One of the most famous sons of my constituency, the father of the Labour party, James Keir Hardie, was an intelligent man, ahead of his time. While, admittedly, he did show an affinity for the Liberals early in his career, he soon became disillusioned with the economic policies of Gladstone's Government and came to the conclusion
"that the Liberals neither would nor could ever adequately represent the working classes."
I wonder what he would make of their successors today.
Reading Keir Hardie's story once again, as I prepared this speech, I was reminded why I became interested in politics. His family had little and lost the little they had because they were unprotected from unemployment and health problems, and there was a lack of education provision. He struggled against startling odds to educate himself, beginning at night school in Holytown in my constituency, and took great risks to enter politics and represent those unable to represent themselves. It is to lift people out of poverty and ensure that no one has to exist like that that I entered politics. We in the Labour party are grateful to Keir Hardie for blazing the trail that allows us to sit in the Chamber today.
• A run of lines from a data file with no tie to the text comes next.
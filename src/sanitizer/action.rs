//! The mutations a rule can apply to its matched elements.

use ego_tree::NodeId;

use super::report::{FindingKind, Report};
use crate::dom::{Attribute, Document};

/// How attribute names in a rule are compared with the parsed names.
///
/// The parser lowercases HTML attribute names, so `Exact` and
/// `AsciiCaseInsensitive` only differ for documents built by hand or for
/// rules written with uppercase letters (such as `seekSegmentTime`).
#[derive(Clone, Copy, Debug, Default, PartialEq, Eq)]
pub enum NameMatching {
    /// Byte-for-byte comparison.
    #[default]
    Exact,
    /// ASCII case-insensitive comparison, as HTML attribute names are defined.
    AsciiCaseInsensitive,
}

impl NameMatching {
    pub fn matches(self, name: &str, wanted: &str) -> bool {
        match self {
            NameMatching::Exact => name == wanted,
            NameMatching::AsciiCaseInsensitive => name.eq_ignore_ascii_case(wanted),
        }
    }

    pub fn matches_prefix(self, name: &str, prefix: &str) -> bool {
        match self {
            NameMatching::Exact => name.starts_with(prefix),
            NameMatching::AsciiCaseInsensitive => name
                .get(..prefix.len())
                .is_some_and(|head| head.eq_ignore_ascii_case(prefix)),
        }
    }
}

/// Which attributes carry resource URLs and which values are allowed to stay.
#[derive(Clone, Debug, PartialEq, Eq)]
pub struct SrcPolicy {
    attributes: Vec<String>,
    safe_prefixes: Vec<String>,
}

impl SrcPolicy {
    pub fn new<A, P>(attributes: A, safe_prefixes: P) -> Self
    where
        A: IntoIterator,
        A::Item: Into<String>,
        P: IntoIterator,
        P::Item: Into<String>,
    {
        Self {
            attributes: attributes.into_iter().map(Into::into).collect(),
            safe_prefixes: safe_prefixes.into_iter().map(Into::into).collect(),
        }
    }

    pub fn attributes(&self) -> &[String] {
        &self.attributes
    }

    pub fn safe_prefixes(&self) -> &[String] {
        &self.safe_prefixes
    }

    /// A value is safe when it starts with one of the allowed prefixes.
    pub fn is_safe(&self, value: &str) -> bool {
        self.safe_prefixes.iter().any(|p| value.starts_with(p.as_str()))
    }

    fn covers(&self, name: &str, matching: NameMatching) -> bool {
        self.attributes.iter().any(|a| matching.matches(name, a))
    }
}

impl Default for SrcPolicy {
    /// `src`, `dynsrc` and `lowsrc`; only absolute `http(s)://` URLs and
    /// root-relative paths are kept.
    fn default() -> Self {
        Self::new(["src", "dynsrc", "lowsrc"], ["https://", "http://", "/"])
    }
}

/// A mutation applied to every element a rule matched.
#[derive(Clone, Debug, PartialEq, Eq)]
pub enum Action {
    /// Detach the element and everything beneath it.
    RemoveSubtree,
    /// Remove every attribute with this name.
    StripAttribute(String),
    /// Remove every attribute whose name starts with this prefix.
    StripAttributesByPrefix(String),
    /// Erase the value of URL attributes that fail the [`SrcPolicy`].
    BlankUnsafeSrc(SrcPolicy),
}

impl Action {
    pub fn strip_attribute(name: impl Into<String>) -> Self {
        Action::StripAttribute(name.into())
    }

    pub fn strip_prefix(prefix: impl Into<String>) -> Self {
        Action::StripAttributesByPrefix(prefix.into())
    }

    /// One `StripAttribute` per name.
    pub fn strip_attributes<I, S>(names: I) -> Vec<Self>
    where
        I: IntoIterator<Item = S>,
        S: Into<String>,
    {
        names.into_iter().map(Self::strip_attribute).collect()
    }

    pub(crate) fn apply(
        &self,
        doc: &mut Document,
        ids: &[NodeId],
        matching: NameMatching,
        rule: &str,
        report: &mut Report,
    ) {
        match self {
            Action::RemoveSubtree => {
                for &id in ids {
                    let Some(tag) = tag_of(doc, id) else { continue };
                    if doc.detach(id) {
                        report.record(rule, &tag, FindingKind::RemovedSubtree);
                    }
                }
            }
            Action::StripAttribute(name) => {
                strip_where(doc, ids, rule, report, |attr| matching.matches(&attr.name, name));
            }
            Action::StripAttributesByPrefix(prefix) => {
                strip_where(doc, ids, rule, report, |attr| {
                    matching.matches_prefix(&attr.name, prefix)
                });
            }
            Action::BlankUnsafeSrc(policy) => {
                for &id in ids {
                    let Some((tag, blanked)) = doc.with_element_mut(id, |el| {
                        let tag = el.name().to_string();
                        let mut blanked = Vec::new();
                        for attr in el.attrs_mut().iter_mut() {
                            if policy.covers(&attr.name, matching) && !policy.is_safe(&attr.value)
                            {
                                let value = std::mem::take(&mut attr.value);
                                if !value.is_empty() {
                                    blanked.push((attr.name.clone(), value));
                                }
                            }
                        }
                        (tag, blanked)
                    }) else {
                        continue;
                    };
                    for (attr, value) in blanked {
                        report.record(rule, &tag, FindingKind::BlankedValue { attr, value });
                    }
                }
            }
        }
    }
}

fn tag_of(doc: &Document, id: NodeId) -> Option<String> {
    doc.get(id)
        .and_then(|node| node.value().as_element().map(|el| el.name().to_string()))
}

/// Remove the attributes selected by `pred`, keeping the order of the rest.
fn strip_where(
    doc: &mut Document,
    ids: &[NodeId],
    rule: &str,
    report: &mut Report,
    pred: impl Fn(&Attribute) -> bool,
) {
    for &id in ids {
        let Some((tag, stripped)) = doc.with_element_mut(id, |el| {
            let tag = el.name().to_string();
            let mut stripped = Vec::new();
            el.attrs_mut().retain(|attr| {
                if pred(attr) {
                    stripped.push(attr.name.clone());
                    false
                } else {
                    true
                }
            });
            (tag, stripped)
        }) else {
            continue;
        };
        if !stripped.is_empty() {
            tracing::trace!("{rule}: stripped {stripped:?} from <{tag}>");
        }
        for attr in stripped {
            report.record(rule, &tag, FindingKind::StrippedAttribute { attr });
        }
    }
}

#[cfg(test)]
mod tests {
    use super::*;
    use crate::dom::{Element, Node};

    fn doc_with(attrs: Vec<Attribute>) -> (Document, NodeId) {
        let mut doc = Document::new();
        let root = doc.root().id();
        let id = doc
            .append(root, Node::Element(Element::new("img", attrs)))
            .unwrap();
        (doc, id)
    }

    fn attrs_of(doc: &Document) -> Vec<(String, String)> {
        doc.elements()
            .next()
            .unwrap()
            .attrs()
            .iter()
            .map(|a| (a.name.clone(), a.value.clone()))
            .collect()
    }

    fn run(action: Action, doc: &mut Document, id: NodeId, matching: NameMatching) -> Report {
        let mut report = Report::new();
        action.apply(doc, &[id], matching, "test", &mut report);
        report
    }

    #[test]
    fn strip_attribute_removes_all_duplicates() {
        let (mut doc, id) = doc_with(vec![
            Attribute::new("src", "a"),
            Attribute::new("alt", "x"),
            Attribute::new("src", "b"),
        ]);
        let report = run(Action::strip_attribute("src"), &mut doc, id, NameMatching::Exact);
        assert_eq!(attrs_of(&doc), [("alt".to_string(), "x".to_string())]);
        assert_eq!(report.stripped_attributes(), 2);
    }

    #[test]
    fn strip_missing_attribute_is_a_no_op() {
        let (mut doc, id) = doc_with(vec![Attribute::new("alt", "x")]);
        let report = run(Action::strip_attribute("src"), &mut doc, id, NameMatching::Exact);
        assert_eq!(attrs_of(&doc).len(), 1);
        assert!(report.is_empty());
    }

    #[test]
    fn strip_prefix_preserves_survivor_order() {
        let (mut doc, id) = doc_with(vec![
            Attribute::new("a", "1"),
            Attribute::new("onclick", "x()"),
            Attribute::new("b", "2"),
            Attribute::new("onload", "y()"),
            Attribute::new("c", "3"),
        ]);
        run(Action::strip_prefix("on"), &mut doc, id, NameMatching::Exact);
        let names: Vec<String> = attrs_of(&doc).into_iter().map(|(n, _)| n).collect();
        assert_eq!(names, ["a", "b", "c"]);
    }

    #[test]
    fn exact_matching_is_case_sensitive() {
        let (mut doc, id) = doc_with(vec![Attribute::new("ONCLICK", "x()")]);
        run(Action::strip_prefix("on"), &mut doc, id, NameMatching::Exact);
        assert_eq!(attrs_of(&doc).len(), 1);
    }

    #[test]
    fn case_insensitive_matching_strips_uppercase_names() {
        let (mut doc, id) = doc_with(vec![
            Attribute::new("ONCLICK", "x()"),
            Attribute::new("SeekSegmentTime", "1"),
        ]);
        run(
            Action::strip_prefix("on"),
            &mut doc,
            id,
            NameMatching::AsciiCaseInsensitive,
        );
        run(
            Action::strip_attribute("seekSegmentTime"),
            &mut doc,
            id,
            NameMatching::AsciiCaseInsensitive,
        );
        assert!(attrs_of(&doc).is_empty());
    }

    #[test]
    fn blank_unsafe_src_keeps_attribute_and_order() {
        let (mut doc, id) = doc_with(vec![
            Attribute::new("lowsrc", "data:image/png;base64,AAAA"),
            Attribute::new("alt", "x"),
            Attribute::new("src", "javascript:alert(1)"),
            Attribute::new("dynsrc", "movie.avi"),
        ]);
        let report = run(
            Action::BlankUnsafeSrc(SrcPolicy::default()),
            &mut doc,
            id,
            NameMatching::Exact,
        );
        let expected = [("lowsrc", ""), ("alt", "x"), ("src", ""), ("dynsrc", "")];
        let actual = attrs_of(&doc);
        assert_eq!(actual.len(), expected.len());
        for ((name, value), (want_name, want_value)) in actual.iter().zip(expected) {
            assert_eq!(name, want_name);
            assert_eq!(value, want_value);
        }
        assert_eq!(report.blanked_values(), 3);
    }

    #[test]
    fn blank_unsafe_src_leaves_safe_values() {
        let safe = [
            "https://good.example/a.png",
            "http://good.example/a.png",
            "/static/a.png",
            "//cdn.example/a.png",
        ];
        for value in safe {
            let (mut doc, id) = doc_with(vec![Attribute::new("src", value)]);
            let report = run(
                Action::BlankUnsafeSrc(SrcPolicy::default()),
                &mut doc,
                id,
                NameMatching::Exact,
            );
            assert_eq!(attrs_of(&doc)[0].1, value);
            assert!(report.is_empty());
        }
    }

    #[test]
    fn blank_unsafe_src_catches_common_schemes() {
        let unsafe_values = [
            "javascript:alert(1)",
            "data:text/html,x",
            "mailto:a@b.c",
            "img/a.png",
            "HTTPS://upper.example/",
            " https://leading-space.example/",
        ];
        let policy = SrcPolicy::default();
        for value in unsafe_values {
            assert!(!policy.is_safe(value), "{value} should be unsafe");
        }
    }

    #[test]
    fn blanking_an_empty_value_is_not_reported() {
        let (mut doc, id) = doc_with(vec![Attribute::new("src", "")]);
        let report = run(
            Action::BlankUnsafeSrc(SrcPolicy::default()),
            &mut doc,
            id,
            NameMatching::Exact,
        );
        assert_eq!(attrs_of(&doc)[0].1, "");
        assert!(report.is_empty());
    }

    #[test]
    fn remove_subtree_handles_nested_matches() {
        let mut doc = Document::parse_fragment("<div><div><p>x</p></div></div>");
        let ids = crate::sanitizer::Selector::tag("div").select(&doc);
        let mut report = Report::new();
        Action::RemoveSubtree.apply(&mut doc, &ids, NameMatching::Exact, "test", &mut report);
        assert_eq!(doc.elements().count(), 0);
        assert_eq!(report.removed_subtrees(), 1);
    }

    #[test]
    fn strip_attributes_builds_one_action_per_name() {
        let actions = Action::strip_attributes(["src", "background"]);
        assert_eq!(
            actions,
            [
                Action::StripAttribute("src".into()),
                Action::StripAttribute("background".into()),
            ]
        );
    }
}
Thirteen years after Keir Hardie first led Labour MPs into the House of Commons, my constituency was fortunate to be represented by the then baby of the House, Jennie Lee. She gave her maiden speech in response to Churchill's Budget, using the opportunity to highlight the real suffering behind the figures. Since 1945 my constituency, in its various guises, has been represented by some of Labour's brightest stars, including Margaret Herbison, who in her 25 years as an MP fought for miners' rights and was instrumental in forging the foundations of our welfare system.
Peggy was succeeded by Labour's former leader, the right hon. John Smith. My first political memory was hearing of his death when I was in a school assembly. His memory and influence remain at the heart of my community and its politics as much as they lie in the spirit of this Chamber. He will never be forgotten.
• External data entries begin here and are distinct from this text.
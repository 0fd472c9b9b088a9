//! Error types for the `noscript_html` crate.
//!
//! The sanitization core itself never fails; these errors come from the
//! collaborators around it (reading input, writing output).

use std::path::PathBuf;

/// All errors that can occur around a sanitization run.
#[derive(Debug, thiserror::Error)]
pub enum NoScriptError {
    /// The input file could not be opened or read.
    #[error("Failed to read {}: {source}", .path.display())]
    Io {
        path: PathBuf,
        #[source]
        source: std::io::Error,
    },

    /// The sanitized document could not be written to its destination.
    #[error("Output failed: {0}")]
    Output(Box<dyn std::error::Error + Send + Sync>),
}

/// A type alias for `Result<T, NoScriptError>`.
pub type Result<T> = std::result::Result<T, NoScriptError>;

#[cfg(test)]
mod tests {
    use super::*;

    #[test]
    fn io_error_names_the_path() {
        let err = NoScriptError::Io {
            path: PathBuf::from("missing.html"),
            source: std::io::Error::new(std::io::ErrorKind::NotFound, "not found"),
        };
        let msg = err.to_string();
        assert!(msg.contains("missing.html"));
        assert!(msg.contains("not found"));
    }

    #[test]
    fn output_error_keeps_the_cause() {
        let err = NoScriptError::Output("disk full".into());
        assert_eq!(err.to_string(), "Output failed: disk full");
    }
}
Following John Smith's death a by-election was called and the right hon. Helen Liddell emerged victorious. Helen's strong wit and character lit up the Chamber. She will be an excellent addition on the red Benches and I look forward to the contributions she will make there. When Helen headed for sunnier climes down under, the right hon. Dr John Reid took her place as Member of Parliament for Airdrie and Shotts. Dr, soon to be Lord, Reid has served the people of Lanarkshire for 23 years. His wit became apparent in the first minute of his maiden speech when he mentioned that the empty Tory Benches he was facing reminded him of a mass rally of the Scottish Conservative party. Following this year's general election in Scotland, I could not agree more.
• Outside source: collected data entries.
//! In-memory document model the sanitizer operates on.
//!
//! A [`Document`] owns an [`ego_tree::Tree`] of [`Node`]s. Elements keep their
//! attributes as an ordered `Vec`, so insertion order and duplicate keys from
//! malformed markup survive until a rule removes them.
//!
//! Documents are built from text by the [`scraper`] parser (see
//! [`Document::parse`]) and rendered back with [`Document::to_html`].

mod charset;
mod parse;
mod serialize;

pub use charset::Charset;

use ego_tree::iter::Edge;
use ego_tree::{NodeId, NodeRef, Tree};

/// A single node of the document tree.
#[derive(Clone, Debug, PartialEq, Eq)]
pub enum Node {
    /// The tree root.
    Document,
    Doctype(Doctype),
    Element(Element),
    Text(String),
    Comment(String),
}

impl Node {
    /// Returns the element payload, if this node is an element.
    pub fn as_element(&self) -> Option<&Element> {
        match self {
            Node::Element(el) => Some(el),
            _ => None,
        }
    }
}

/// A `<!DOCTYPE>` declaration with its optional public and system identifiers.
#[derive(Clone, Debug, Default, PartialEq, Eq)]
pub struct Doctype {
    pub name: String,
    pub public_id: String,
    pub system_id: String,
}

impl Doctype {
    /// A doctype without identifiers, like `<!DOCTYPE html>`.
    pub fn new(name: impl Into<String>) -> Self {
        Self {
            name: name.into(),
            ..Self::default()
        }
    }
}

/// An attribute as produced by the parser. Namespaced attributes keep their
/// prefix in `name` (`xlink:href`).
#[derive(Clone, Debug, PartialEq, Eq)]
pub struct Attribute {
    pub name: String,
    pub value: String,
}

impl Attribute {
    pub fn new(name: impl Into<String>, value: impl Into<String>) -> Self {
        Self {
            name: name.into(),
            value: value.into(),
        }
    }
}

/// An element: a tag name plus its attributes in source order.
#[derive(Clone, Debug, PartialEq, Eq)]
pub struct Element {
    name: String,
    attrs: Vec<Attribute>,
}

impl Element {
    pub fn new(name: impl Into<String>, attrs: Vec<Attribute>) -> Self {
        Self {
            name: name.into(),
            attrs,
        }
    }

    /// The tag name as produced by the parser (lowercase for HTML elements).
    pub fn name(&self) -> &str {
        &self.name
    }

    pub fn attrs(&self) -> &[Attribute] {
        &self.attrs
    }

    /// Value of the first attribute called `name`, if any.
    pub fn attr(&self, name: &str) -> Option<&str> {
        self.attrs
            .iter()
            .find(|a| a.name == name)
            .map(|a| a.value.as_str())
    }

    pub fn has_attr(&self, name: &str) -> bool {
        self.attr(name).is_some()
    }

    pub(crate) fn attrs_mut(&mut self) -> &mut Vec<Attribute> {
        &mut self.attrs
    }
}

/// A parsed HTML document.
///
/// The document exclusively owns its tree. Sanitizing consumes the document
/// (see [`Cleaner::clean`](crate::Cleaner::clean)); clone it first if the
/// unsanitized tree is still needed.
#[derive(Clone, Debug)]
pub struct Document {
    tree: Tree<Node>,
}

impl Document {
    /// Create a document containing only the root node.
    pub fn new() -> Self {
        Self {
            tree: Tree::new(Node::Document),
        }
    }

    /// The root node. Detached subtrees are never reachable from here.
    pub fn root(&self) -> NodeRef<'_, Node> {
        self.tree.root()
    }

    pub fn get(&self, id: NodeId) -> Option<NodeRef<'_, Node>> {
        self.tree.get(id)
    }

    /// All reachable elements in document (pre-order) order.
    pub fn elements(&self) -> impl Iterator<Item = &Element> + '_ {
        self.root()
            .descendants()
            .filter_map(|node| node.value().as_element())
    }

    /// All reachable elements with the given tag name, in document order.
    pub fn elements_named<'a>(&'a self, tag: &'a str) -> impl Iterator<Item = &'a Element> + 'a {
        self.elements()
            .filter(move |el| el.name().eq_ignore_ascii_case(tag))
    }

    /// Concatenated text of every reachable text node.
    pub fn text(&self) -> String {
        self.root()
            .descendants()
            .filter_map(|node| match node.value() {
                Node::Text(text) => Some(text.as_str()),
                _ => None,
            })
            .collect()
    }

    /// Returns `true` if `id` is still reachable from the root.
    pub fn is_attached(&self, id: NodeId) -> bool {
        let root = self.tree.root().id();
        self.tree.get(id).is_some_and(|node| {
            node.id() == root || node.ancestors().last().is_some_and(|top| top.id() == root)
        })
    }

    /// Append a node under `parent`, returning the new node's id.
    ///
    /// Used while building a document; the sanitizer never adds nodes.
    pub fn append(&mut self, parent: NodeId, value: Node) -> Option<NodeId> {
        let mut parent = self.tree.get_mut(parent)?;
        Some(parent.append(value).id())
    }

    /// Run `f` against the element stored at `id`.
    ///
    /// Returns `None` if `id` does not refer to an element.
    pub(crate) fn with_element_mut<R>(
        &mut self,
        id: NodeId,
        f: impl FnOnce(&mut Element) -> R,
    ) -> Option<R> {
        let mut node = self.tree.get_mut(id)?;
        match node.value() {
            Node::Element(el) => Some(f(el)),
            _ => None,
        }
    }

    /// Detach `id` and its subtree from the document.
    ///
    /// Returns `false` without touching the tree if the node is already
    /// unreachable, e.g. because an ancestor was detached first.
    pub(crate) fn detach(&mut self, id: NodeId) -> bool {
        if id == self.tree.root().id() || !self.is_attached(id) {
            return false;
        }
        match self.tree.get_mut(id) {
            Some(mut node) => {
                node.detach();
                true
            }
            None => false,
        }
    }
}

impl Default for Document {
    fn default() -> Self {
        Self::new()
    }
}

/// Structural equality over the reachable tree; detached nodes are ignored.
impl PartialEq for Document {
    fn eq(&self, other: &Self) -> bool {
        let mut left = self.root().traverse();
        let mut right = other.root().traverse();
        loop {
            match (left.next(), right.next()) {
                (None, None) => return true,
                (Some(Edge::Open(a)), Some(Edge::Open(b))) if a.value() == b.value() => {}
                (Some(Edge::Close(_)), Some(Edge::Close(_))) => {}
                _ => return false,
            }
        }
    }
}

impl Eq for Document {}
Soon after Labour came to power in 1997, Dr Reid began his ministerial career at the Department for Transport and went on to hold more Cabinet posts than any politician in recent history. As Secretary of State for Scotland, he oversaw the handover of power from Westminster to the Scottish Parliament. He went on to become Secretary of State for Northern Ireland when the peace process was in jeopardy. I know that the highlight of his political career was to witness Martin McGuinness and the Reverend Ian Paisley sit down together at Stormont as Deputy and First Minister, an outcome helped along by the work of Dr Reid.